Forgoing the day by day thing, I'm just going to put the rest of this out there. The Monday after seeing The Time Of The Wolf was probably the best of the festival. First on the day was Reconstruction, a film from Denmark that won the Golden Camera at Cannes this year. Its a very fractured and manufactured love story, bopping through time and space with a sort of Kieslowski influenced sense of fate. Gorgeous cinematography by Manuel Alberto Claro in a variety of stocks and formats. I really enjoyed this a lot while it was going on, and even though I realize now that its a little much, I would probably still enjoy it quite a bit if I watched it again. Despite all its film-making trickery (and this is a film which at some level is very much about film-making) it is very much alive. I can see how some people would hate this and I would understand perfectly.

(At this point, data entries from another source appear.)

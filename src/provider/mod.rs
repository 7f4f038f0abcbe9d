use async_trait::async_trait;

use crate::{errors::ProviderError, models::Flight};

pub mod aviation;

pub use aviation::AviationStackProvider;

/// Upstream source of live flights. May fail transiently.
#[async_trait]
pub trait FlightProvider: Send + Sync {
    async fn fetch(&self) -> Result<Vec<Flight>, ProviderError>;
}

/// Serves a fixed flight list. Used offline and in tests.
#[derive(Debug, Clone, Default)]
pub struct StaticFlightProvider {
    flights: Vec<Flight>,
}

impl StaticFlightProvider {
    pub fn new(flights: Vec<Flight>) -> Self {
        Self { flights }
    }
}

#[async_trait]
impl FlightProvider for StaticFlightProvider {
    async fn fetch(&self) -> Result<Vec<Flight>, ProviderError> {
        Ok(self.flights.clone())
    }
}
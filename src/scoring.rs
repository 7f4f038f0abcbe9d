use std::sync::Arc;

use crate::{
    catalog::FlightCatalog,
    geo::distance_km,
    models::{Airport, Difficulty, MatchCategory, ScoreResult},
};

/// Guesses landing within this distance of the real destination still score.
pub const NEAR_MISS_KM: f64 = 500.0;

pub fn speed_multiplier(elapsed_seconds: f64) -> f64 {
    if elapsed_seconds <= 10.0 {
        1.3
    } else if elapsed_seconds <= 30.0 {
        1.1
    } else {
        1.0
    }
}

pub struct ScoringEngine {
    catalog: Arc<FlightCatalog>,
}

impl ScoringEngine {
    pub fn new(catalog: Arc<FlightCatalog>) -> Self {
        Self { catalog }
    }

    /// Points for guessing `guessed_code` when the flight really lands at `actual_code`.
    ///
    /// `known_actual` is the arrival airport captured with the round; it wins over a
    /// catalog lookup unless it is itself a masked placeholder.
    pub fn score(
        &self,
        actual_code: &str,
        guessed_code: &str,
        difficulty: Difficulty,
        elapsed_seconds: f64,
        known_actual: Option<&Airport>,
    ) -> ScoreResult {
        let actual = known_actual
            .filter(|airport| !airport.is_masked())
            .cloned()
            .or_else(|| self.catalog.airport(actual_code).cloned());
        let guessed = self.catalog.airport(guessed_code).cloned();

        let (category, distance) = if actual_code == guessed_code {
            (MatchCategory::Exact, 0.0)
        } else {
            match (&actual, &guessed) {
                (Some(actual), Some(guessed)) => classify(actual, guessed),
                _ => (MatchCategory::Wrong, 0.0),
            }
        };

        let base_points = category.base_points();
        let difficulty_multiplier = difficulty.multiplier();
        let speed_multiplier = speed_multiplier(elapsed_seconds);
        let total_points =
            (base_points as f64 * difficulty_multiplier * speed_multiplier).floor() as u32;

        ScoreResult {
            base_points,
            difficulty_multiplier,
            speed_multiplier,
            total_points,
            match_type: category,
            distance_km: distance,
            correct_airport: actual.unwrap_or_else(|| Airport::unresolved(actual_code)),
            guessed_airport: guessed.unwrap_or_else(|| Airport::unresolved(guessed_code)),
        }
    }
}

// Tiers are checked in order, so a same-city pair is "family" even when it is also close.
fn classify(actual: &Airport, guessed: &Airport) -> (MatchCategory, f64) {
    let distance = match (actual.coordinates(), guessed.coordinates()) {
        (Some(a), Some(b)) => distance_km(a, b),
        _ => f64::INFINITY,
    };

    let category = if !actual.city.is_empty() && actual.city == guessed.city {
        MatchCategory::Family
    } else if !actual.country.is_empty() && actual.country == guessed.country {
        MatchCategory::Country
    } else if distance <= NEAR_MISS_KM {
        MatchCategory::Distance
    } else {
        MatchCategory::Wrong
    };

    let reported = if distance.is_finite() { distance } else { 0.0 };
    (category, reported)
}

#[cfg(test)]
mod tests {
    use super::*;
    use crate::rng::GameRng;

    fn engine() -> ScoringEngine {
        ScoringEngine::new(Arc::new(FlightCatalog::new(Arc::new(GameRng::seeded(1)))))
    }

    #[test]
    fn exact_match_is_always_1000_base() {
        let engine = engine();
        for difficulty in Difficulty::ALL {
            for elapsed in [0.0, 12.0, 95.0] {
                let result = engine.score("CDG", "CDG", difficulty, elapsed, None);
                assert_eq!(result.match_type, MatchCategory::Exact);
                assert_eq!(result.base_points, 1000);
                assert_eq!(result.distance_km, 0.0);
            }
        }
        // even codes missing from the reference table
        let unknown = engine.score("QQQ", "QQQ", Difficulty::Hard, 5.0, None);
        assert_eq!(unknown.match_type, MatchCategory::Exact);
        assert_eq!(unknown.total_points, 2600);
    }

    #[test]
    fn same_city_is_family_even_when_close() {
        let engine = engine();
        // LHR-LGW are ~40 km apart, inside the near-miss radius
        let result = engine.score("LHR", "LGW", Difficulty::Easy, 60.0, None);
        assert_eq!(result.match_type, MatchCategory::Family);
        assert_eq!(result.base_points, 750);
        assert!(result.distance_km > 0.0 && result.distance_km < NEAR_MISS_KM);
    }

    #[test]
    fn same_country_and_near_miss_tiers() {
        let engine = engine();
        let country = engine.score("JFK", "LAX", Difficulty::Easy, 60.0, None);
        assert_eq!(country.match_type, MatchCategory::Country);
        assert_eq!(country.total_points, 500);

        // AMS-FRA: different country and city, ~365 km
        let near = engine.score("AMS", "FRA", Difficulty::Easy, 60.0, None);
        assert_eq!(near.match_type, MatchCategory::Distance);
        assert_eq!(near.total_points, 250);

        let wrong = engine.score("SYD", "LHR", Difficulty::Easy, 60.0, None);
        assert_eq!(wrong.match_type, MatchCategory::Wrong);
        assert_eq!(wrong.total_points, 0);
    }

    #[test]
    fn unresolved_guess_is_wrong() {
        let result = engine().score("JFK", "ZZZ", Difficulty::Medium, 1.0, None);
        assert_eq!(result.match_type, MatchCategory::Wrong);
        assert_eq!(result.guessed_airport.iata, "ZZZ");
    }

    #[test]
    fn known_actual_airport_is_preferred_unless_masked() {
        let engine = engine();
        let captured = Airport {
            iata: "XNA".to_string(),
            city: "Bentonville".to_string(),
            country: "USA".to_string(),
            latitude: 36.28,
            longitude: -94.30,
            ..Default::default()
        };
        // XNA is not in the reference table, yet the captured copy resolves it
        let result = engine.score("XNA", "ATL", Difficulty::Easy, 60.0, Some(&captured));
        assert_eq!(result.match_type, MatchCategory::Country);

        let masked = Airport::masked_destination();
        let fallback = engine.score("JFK", "LGA", Difficulty::Easy, 60.0, Some(&masked));
        assert_eq!(fallback.match_type, MatchCategory::Family);
        assert_eq!(fallback.correct_airport.iata, "JFK");
    }

    #[test]
    fn speed_multiplier_boundaries() {
        assert_eq!(speed_multiplier(10.0), 1.3);
        assert_eq!(speed_multiplier(10.01), 1.1);
        assert_eq!(speed_multiplier(30.0), 1.1);
        assert_eq!(speed_multiplier(30.01), 1.0);
    }

    #[test]
    fn points_are_floored_product() {
        let engine = engine();
        // 750 * 1.5 * 1.3 = 1462.5
        let result = engine.score("NRT", "HND", Difficulty::Medium, 3.0, None);
        assert_eq!(result.match_type, MatchCategory::Family);
        assert_eq!(result.total_points, 1462);
    }
}
#![allow(dead_code)]

use std::{sync::Arc, time::Duration};

use chrono::Utc;
use skyquest_server::{
    catalog::FlightCatalog,
    display::DisplayPreparer,
    flights::FlightService,
    hints::CityFacts,
    metrics::MetricsCtx,
    models::{Airport, Flight},
    provider::StaticFlightProvider,
    rng::GameRng,
    scoring::ScoringEngine,
    session::{SessionEngine, SessionEngineDeps},
    store::MemoryStore,
};

pub fn route(catalog: &FlightCatalog, id: &str, from: &str, to: &str) -> Flight {
    let departure = catalog
        .airport(from)
        .cloned()
        .unwrap_or_else(|| Airport::unresolved(from));
    let arrival = catalog
        .airport(to)
        .cloned()
        .unwrap_or_else(|| Airport::unresolved(to));
    Flight {
        id: id.to_string(),
        icao24: format!("abc{id}"),
        callsign: format!("TST{id}"),
        latitude: departure.latitude,
        longitude: departure.longitude,
        altitude: 35000.0,
        speed: 460.0,
        direction: 0.0,
        vertical_speed: 0.0,
        status: "active".to_string(),
        departure,
        arrival,
        aircraft: Default::default(),
        airline: Default::default(),
        flight_number: format!("TS{id}"),
        updated_at: Utc::now(),
    }
}

pub struct Harness {
    pub catalog: Arc<FlightCatalog>,
    pub flights: Arc<FlightService>,
    pub store: Arc<MemoryStore>,
    pub engine: Arc<SessionEngine>,
}

/// Engine over an in-memory store with a catalog holding the given routes.
pub fn harness(routes: &[(&str, &str)], total_rounds: usize, seed: u64) -> Harness {
    let rng = Arc::new(GameRng::seeded(seed));
    let catalog = Arc::new(FlightCatalog::new(rng.clone()));
    let flights = routes
        .iter()
        .enumerate()
        .map(|(i, (from, to))| route(&catalog, &format!("{i}"), from, to))
        .collect();
    catalog.replace(flights);

    let metrics = Arc::new(MetricsCtx::new());
    let service = Arc::new(FlightService::new(
        catalog.clone(),
        Arc::new(StaticFlightProvider::default()),
        None,
        Duration::from_secs(300),
        metrics.clone(),
    ));
    let store = Arc::new(MemoryStore::new());
    let engine = Arc::new(SessionEngine::new(SessionEngineDeps {
        flights: service.clone(),
        display: Arc::new(DisplayPreparer::new(
            rng.clone(),
            Arc::new(CityFacts::new(rng)),
        )),
        scoring: ScoringEngine::new(catalog.clone()),
        sessions: store.clone(),
        leaderboard: store.clone(),
        notifier: None,
        metrics,
        total_rounds,
    }));

    Harness {
        catalog,
        flights: service,
        store,
        engine,
    }
}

If this gets a release I can see it getting a lot of play.
Second film of this day was Tasi Ming-Liang's Goodbye, Dragon Inn. A small story set in an old run down film house, focusing on the events surrounding its last day in business as it shows King Hu's Dragon Inn. There is not a lot going on here - a young man cruises for gay sex, the theatre's ticket taker struggles through her duties, an older man watches with his child. Yet this had me totally sold and I really enjoyed it. Tsai even actually moves the camera once in a while and in one section has some cuts that are mere seconds long. And people are saying this is boring! I fail to see how anyone who loves movies could not like this, especially during the scene where the two old men meet in the lobby after the film is over. I never thought I would be able to describe a Tsai film as touching. Many people already dislike this, but I don't understand them at all.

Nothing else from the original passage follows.